Dr Caldon will use the Ridley Ken Davies Award to analyse which proteins in breast cancer change as a breast cancer is developing resistance to a promising new class of drugs called ‘CDK4/6 inhibitors’. The outcome of this project will be the identification of potential diagnostic markers of resistance and drug targets, with the aim of developing new clinical tools for advanced breast cancer.

The 2018 Champ Young Pioneer Award, from CHAMP Private Equity (now CPE Capital), was awarded to Dr Michelle McDonald (Bone Biology Division). The award is granted to a young researcher to test an early state idea in an innovative research project.

Dr McDonald will use the Young Pioneer Award in her work understanding how to stop the growth of cancers that spread (or metastasise) to bone. She will use a specific imaging technique to study how tumour cells interact with bone cells, and the effects on this interaction of drugs that prevent bone resorption.

The Palmer Innovation Prize, provided by Joseph Palmer & Sons, is an annual prize to encourage research innovation at Garvan. The prize recognises the development of a product, process or technology and was presented to Dr Nenad Bartonicek and his team: Dr Martin Smith, Mr James Ferguson and Dr Kirston Barton.

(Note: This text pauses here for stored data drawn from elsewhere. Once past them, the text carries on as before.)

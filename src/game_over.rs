use bevy::prelude::*;

use crate::{
    config::{GameConfig, GameOverConfig},
    resources::{GameState, RoundEntity},
};

pub struct GameOverPlugin;

impl Plugin for GameOverPlugin {
    fn build(&self, app: &mut App) {
        app.add_systems(OnEnter(GameState::GameOver), start_game_over)
            .add_systems(
                Update,
                (overlay_system, play_again_button_system).run_if(in_state(GameState::GameOver)),
            )
            .add_systems(OnExit(GameState::GameOver), cleanup_round);
    }
}

/// When the bat gave out, in seconds since startup.
#[derive(Resource)]
pub struct GameOverClock {
    pub started_at: f32,
    pub text_shown: bool,
}

/// The black screen that fades in over the last moments of a round.
#[derive(Component)]
pub struct GameOverOverlay;

#[derive(Component)]
pub struct PlayAgainButton;

#[derive(Debug, Clone, Copy, PartialEq)]
pub enum OverlayPhase {
    /// The world keeps going while the bat falls.
    Waiting,
    Fading { alpha: f32 },
    Faded,
    ShowText,
}

pub fn phase_at(elapsed: f32, config: &GameOverConfig) -> OverlayPhase {
    if elapsed < config.delay {
        OverlayPhase::Waiting
    } else if elapsed < config.delay + config.fade {
        OverlayPhase::Fading {
            alpha: ((elapsed - config.delay) / config.fade).clamp(0.0, 1.0),
        }
    } else if elapsed < config.delay + config.fade + config.text_delay {
        OverlayPhase::Faded
    } else {
        OverlayPhase::ShowText
    }
}

fn start_game_over(mut commands: Commands, time: Res<Time>, config: Res<GameConfig>) {
    commands.insert_resource(GameOverClock {
        started_at: time.elapsed_secs(),
        text_shown: false,
    });
    commands.spawn((
        GameOverOverlay,
        RoundEntity,
        Node {
            position_type: PositionType::Absolute,
            width: Val::Percent(100.0),
            height: Val::Percent(100.0),
            flex_direction: FlexDirection::Column,
            justify_content: JustifyContent::Center,
            align_items: AlignItems::Center,
            row_gap: Val::Px(40.0),
            ..default()
        },
        BackgroundColor(Color::BLACK.with_alpha(0.0)),
        GlobalZIndex(10),
    ));
    info!(
        "Game over, fading out in {:.1}s",
        config.game_over.delay
    );
}

fn overlay_system(
    mut commands: Commands,
    time: Res<Time>,
    config: Res<GameConfig>,
    clock: Option<ResMut<GameOverClock>>,
    mut overlays: Query<(Entity, &mut BackgroundColor), With<GameOverOverlay>>,
) {
    let Some(mut clock) = clock else {
        return;
    };
    let Ok((overlay, mut background)) = overlays.single_mut() else {
        return;
    };

    let alpha = match phase_at(time.elapsed_secs() - clock.started_at, &config.game_over) {
        OverlayPhase::Waiting => 0.0,
        OverlayPhase::Fading { alpha } => alpha,
        OverlayPhase::Faded => 1.0,
        OverlayPhase::ShowText => {
            if !clock.text_shown {
                clock.text_shown = true;
                commands.entity(overlay).with_children(spawn_game_over_text);
            }
            1.0
        }
    };
    background.0 = Color::BLACK.with_alpha(alpha);
}

fn spawn_game_over_text(parent: &mut ChildSpawnerCommands) {
    parent.spawn((
        Text::new("Game Over"),
        TextFont {
            font_size: 72.0,
            ..default()
        },
        TextColor(Color::WHITE),
    ));

    parent
        .spawn((
            Button,
            PlayAgainButton,
            Node {
                width: Val::Px(250.0),
                height: Val::Px(80.0),
                justify_content: JustifyContent::Center,
                align_items: AlignItems::Center,
                border: UiRect::all(Val::Px(3.0)),
                ..default()
            },
            BackgroundColor(Color::srgb(0.1, 0.3, 0.1)),
            BorderColor::all(Color::srgb(0.3, 0.8, 0.3)),
        ))
        .with_children(|button| {
            button.spawn((
                Text::new("Play Again"),
                TextFont {
                    font_size: 36.0,
                    ..default()
                },
                TextColor(Color::WHITE),
            ));
        });
}

fn play_again_button_system(
    query: Query<&Interaction, (Changed<Interaction>, With<PlayAgainButton>)>,
    mut next_state: ResMut<NextState<GameState>>,
) {
    for interaction in &query {
        if *interaction == Interaction::Pressed {
            next_state.set(GameState::Playing);
            info!("Starting a new round");
        }
    }
}

/// Clears out everything from the finished round. The next round is spawned
/// by each plugin's OnEnter(Playing) system.
pub fn cleanup_round(mut commands: Commands, query: Query<Entity, With<RoundEntity>>) {
    for entity in &query {
        commands.entity(entity).despawn();
    }
    commands.remove_resource::<GameOverClock>();
}

#[cfg(test)]
mod tests {
    use super::*;
    use std::time::Duration;

    #[test]
    fn overlay_waits_fades_then_shows_text() {
        let config = GameOverConfig::default();
        assert_eq!(phase_at(1.0, &config), OverlayPhase::Waiting);
        assert_eq!(phase_at(3.0, &config), OverlayPhase::Fading { alpha: 0.5 });
        assert_eq!(phase_at(4.0, &config), OverlayPhase::ShowText);
    }

    #[test]
    fn text_delay_holds_a_black_screen() {
        let config = GameOverConfig {
            delay: 1.0,
            fade: 1.0,
            text_delay: 2.0,
        };
        assert_eq!(phase_at(3.0, &config), OverlayPhase::Faded);
        assert_eq!(phase_at(4.0, &config), OverlayPhase::ShowText);
    }

    #[test]
    fn text_and_button_appear_once() {
        let mut app = App::new();
        app.add_plugins(MinimalPlugins)
            .insert_resource(GameConfig::default())
            .insert_resource(GameOverClock {
                started_at: 0.0,
                text_shown: false,
            })
            .add_systems(Update, overlay_system);
        let overlay = app
            .world_mut()
            .spawn((
                GameOverOverlay,
                Node::default(),
                BackgroundColor(Color::BLACK.with_alpha(0.0)),
            ))
            .id();

        for _ in 0..3 {
            app.world_mut()
                .resource_mut::<Time>()
                .advance_by(Duration::from_secs_f32(2.0));
            app.world_mut().run_schedule(Update);
        }

        let mut buttons = app.world_mut().query_filtered::<(), With<PlayAgainButton>>();
        assert_eq!(buttons.iter(app.world()).count(), 1);
        let background = app.world().get::<BackgroundColor>(overlay).unwrap();
        assert_eq!(background.0.alpha(), 1.0);
    }

    #[test]
    fn cleanup_keeps_only_persistent_entities() {
        let mut app = App::new();
        app.add_systems(Update, cleanup_round);
        let sky = app.world_mut().spawn(Transform::default()).id();
        let sheep = app.world_mut().spawn((RoundEntity, Transform::default())).id();

        app.update();

        assert!(app.world().get_entity(sky).is_ok());
        assert!(app.world().get_entity(sheep).is_err());
    }
}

The team has formed a small company, Cerebro Biosystems, to develop a diagnostic test for microbial infections using real-time DNA sequencing.

The Heliflite Award supports two of Garvan’s most outstanding early career researchers, with an award to facilitate international travel to conferences and laboratories to foster their career development. The 2018 winners are Dr Maria Findeisen (Diabetes and Metabolism Division) and Dr Nathan Zammit (Immunology Division).

Dr Findeisen is interested in the development of drugs to treat obesity-induced metabolic disease. In December, she will travel to the 18th International Congress of Endocrinology in Cape Town, South Africa to present her work.

Dr Zammit is going to spend 8-9 weeks at the University of Alberta in Edmonton, Canada in the lab of a collaborator to learn techniques to use pig pancreatic islet cells in his work on islet transplantation for type 1 diabetes.

Garvan sincerely thanks Ridley, CHAMP Private Equity (now CPE Capital), Joseph Palmer & Sons and Heliflite for their support.